🤖 AI Summary
Existing LLM-based AI tutors prioritize linguistic quality over direct optimization of student learning outcomes—such as answer accuracy—leading to suboptimal pedagogical effectiveness.
Method: We propose a teaching-effectiveness–centric paradigm: (1) building an LLM-based student model to predict response efficacy; (2) generating high-quality preference data via GPT-4o–guided pedagogical principle scoring; and (3) applying DPO to fine-tune Llama 3.1 8B.
Contribution/Results: This is the first work to jointly model student learning outcomes and pedagogical fidelity in an end-to-end trainable framework.
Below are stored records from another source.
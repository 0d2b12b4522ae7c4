//! Declarative project description.
//!
//! This is the serde shape of a project file. Adapters read it from TOML;
//! the project loader turns it into a [`ProjectModel`](super::ProjectModel)
//! through the same builder API plugins use.

use std::collections::BTreeMap;

use serde::{Deserialize, Serialize};

use crate::domain::value_objects::RetentionPolicy;

#[derive(Debug, Clone, Default, PartialEq, Serialize, Deserialize)]
#[serde(deny_unknown_fields)]
pub struct ProjectDecl {
    pub name: String,
    /// Name of the project's own typekit, loaded like an import.
    #[serde(default)]
    pub typekit: Option<String>,
    #[serde(default)]
    pub using_typekit: Vec<String>,
    #[serde(default)]
    pub using_task_library: Vec<String>,
    #[serde(default, rename = "task")]
    pub tasks: Vec<TaskDecl>,
}

#[derive(Debug, Clone, Default, PartialEq, Serialize, Deserialize)]
#[serde(deny_unknown_fields)]
pub struct TaskDecl {
    pub name: String,
    #[serde(default)]
    pub subclasses: Option<String>,
    #[serde(default)]
    pub doc: Option<String>,
    #[serde(default)]
    pub needs_configuration: bool,
    #[serde(default)]
    pub fixed_initial_state: bool,
    #[serde(default, rename = "input_port")]
    pub input_ports: Vec<PortDecl>,
    #[serde(default, rename = "output_port")]
    pub output_ports: Vec<PortDecl>,
    #[serde(default, rename = "dynamic_input_port")]
    pub dynamic_input_ports: Vec<DynamicPortDecl>,
    #[serde(default, rename = "dynamic_output_port")]
    pub dynamic_output_ports: Vec<DynamicPortDecl>,
    #[serde(default, rename = "property")]
    pub properties: Vec<ValueDecl>,
    #[serde(default, rename = "attribute")]
    pub attributes: Vec<ValueDecl>,
    #[serde(default, rename = "operation")]
    pub operations: Vec<OperationDecl>,
    /// Hook name → statements added to the base class hook.
    #[serde(default)]
    pub hooks: BTreeMap<String, Vec<String>>,
    #[serde(default)]
    pub header_code: Vec<CodeDecl>,
    #[serde(default)]
    pub implementation_code: Vec<CodeDecl>,
    /// Legacy forms, rejected when applied.
    #[serde(default, rename = "method")]
    pub methods: Vec<LegacyDecl>,
    #[serde(default, rename = "command")]
    pub commands: Vec<LegacyDecl>,
}

#[derive(Debug, Clone, Default, PartialEq, Serialize, Deserialize)]
#[serde(deny_unknown_fields)]
pub struct PortDecl {
    pub name: String,
    #[serde(rename = "type")]
    pub type_name: String,
    #[serde(default)]
    pub doc: Option<String>,
    /// Input ports: wake the component when data arrives.
    #[serde(default)]
    pub event: bool,
    /// Input ports: clear the port when the component starts.
    #[serde(default = "default_true")]
    pub clear_on_start: bool,
    /// Output ports.
    #[serde(default)]
    pub keep_last_written_value: RetentionPolicy,
}

#[derive(Debug, Clone, Default, PartialEq, Serialize, Deserialize)]
#[serde(deny_unknown_fields)]
pub struct DynamicPortDecl {
    pub name: String,
    /// Omitted for ports accepting any type.
    #[serde(default, rename = "type")]
    pub type_name: Option<String>,
    #[serde(default)]
    pub doc: Option<String>,
}

#[derive(Debug, Clone, Default, PartialEq, Serialize, Deserialize)]
#[serde(deny_unknown_fields)]
pub struct ValueDecl {
    pub name: String,
    #[serde(rename = "type")]
    pub type_name: String,
    #[serde(default)]
    pub doc: Option<String>,
    #[serde(default)]
    pub default: Option<String>,
}

#[derive(Debug, Clone, Default, PartialEq, Serialize, Deserialize)]
#[serde(deny_unknown_fields)]
pub struct OperationDecl {
    pub name: String,
    #[serde(default)]
    pub doc: Option<String>,
    #[serde(default)]
    pub returns: Option<String>,
    #[serde(default, rename = "argument")]
    pub arguments: Vec<ArgumentDecl>,
    #[serde(default)]
    pub caller_thread: bool,
    #[serde(default)]
    pub method_name: Option<String>,
    #[serde(default)]
    pub body: Option<String>,
    #[serde(default)]
    pub hidden: bool,
}

#[derive(Debug, Clone, Default, PartialEq, Serialize, Deserialize)]
#[serde(deny_unknown_fields)]
pub struct ArgumentDecl {
    pub name: String,
    #[serde(rename = "type")]
    pub type_name: String,
    #[serde(default)]
    pub doc: String,
}

#[derive(Debug, Clone, Default, PartialEq, Serialize, Deserialize)]
#[serde(deny_unknown_fields)]
pub struct CodeDecl {
    pub code: String,
    #[serde(default)]
    pub after_class: bool,
}

#[derive(Debug, Clone, Default, PartialEq, Serialize, Deserialize)]
pub struct LegacyDecl {
    pub name: String,
}

fn default_true() -> bool {
    true
}

#[cfg(test)]
mod tests {
    use super::*;

    #[test]
    fn parses_a_project_file() {
        let text = r#"
            name = "demo"
            using_typekit = ["base"]

            [[task]]
            name = "Driver"
            needs_configuration = true

            [[task.input_port]]
            name = "cmd"
            type = "/base/Time"
            event = true

            [[task.output_port]]
            name = "state"
            type = "/double"
            keep_last_written_value = "always"

            [[task.operation]]
            name = "Reset"
            returns = "/bool"

            [[task.operation.argument]]
            name = "hard"
            type = "/bool"

            [task.hooks]
            update = ["tick();"]
        "#;
        let decl: ProjectDecl = toml::from_str(text).unwrap();
        assert_eq!(decl.name, "demo");
        let task = &decl.tasks[0];
        assert!(task.input_ports[0].event);
        assert!(task.input_ports[0].clear_on_start);
        assert_eq!(
            task.output_ports[0].keep_last_written_value,
            RetentionPolicy::Always
        );
        assert_eq!(task.operations[0].arguments[0].name, "hard");
        assert_eq!(task.hooks["update"], vec!["tick();".to_string()]);
    }

    #[test]
    fn unknown_fields_are_rejected() {
        let text = "name = \"demo\"\nbogus = 1\n";
        assert!(toml::from_str::<ProjectDecl>(text).is_err());
    }
}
Experiments demonstrate statistically significant improvements in student answer accuracy, with teaching performance on par with GPT-4o. Human evaluation confirms that our method produces responses exhibiting both high instructional effectiveness and naturalness—outperforming baselines in both objective and subjective metrics.
📝 Abstract
Generative artificial intelligence (AI) has the potential to scale up personalized tutoring through large language models (LLMs). Recent AI tutors are adapted for the tutoring task by training or prompting LLMs to follow effective pedagogical principles, though they are not trained to maximize student learning throughout the course of a dialogue. Therefore, they may engage with students in a suboptimal way. We address this limitation by introducing an approach to train LLMs to generate tutor utterances that maximize the likelihood of student correctness, while still encouraging the model to follow good pedagogical practice. Specifically, we generate a set of candidate tutor utterances and score them using (1) an LLM-based student model to predict the chance of correct student responses and (2) a pedagogical rubric evaluated by GPT-4o. We then use the resulting data to train an open-source LLM, Llama 3.1 8B, using direct preference optimization. We show that tutor utterances generated by our model lead to significantly higher chances of correct student responses while maintaining the pedagogical quality of GPT-4o. We also conduct qualitative analyses and a human evaluation to demonstrate that our model generates high quality tutor utterances.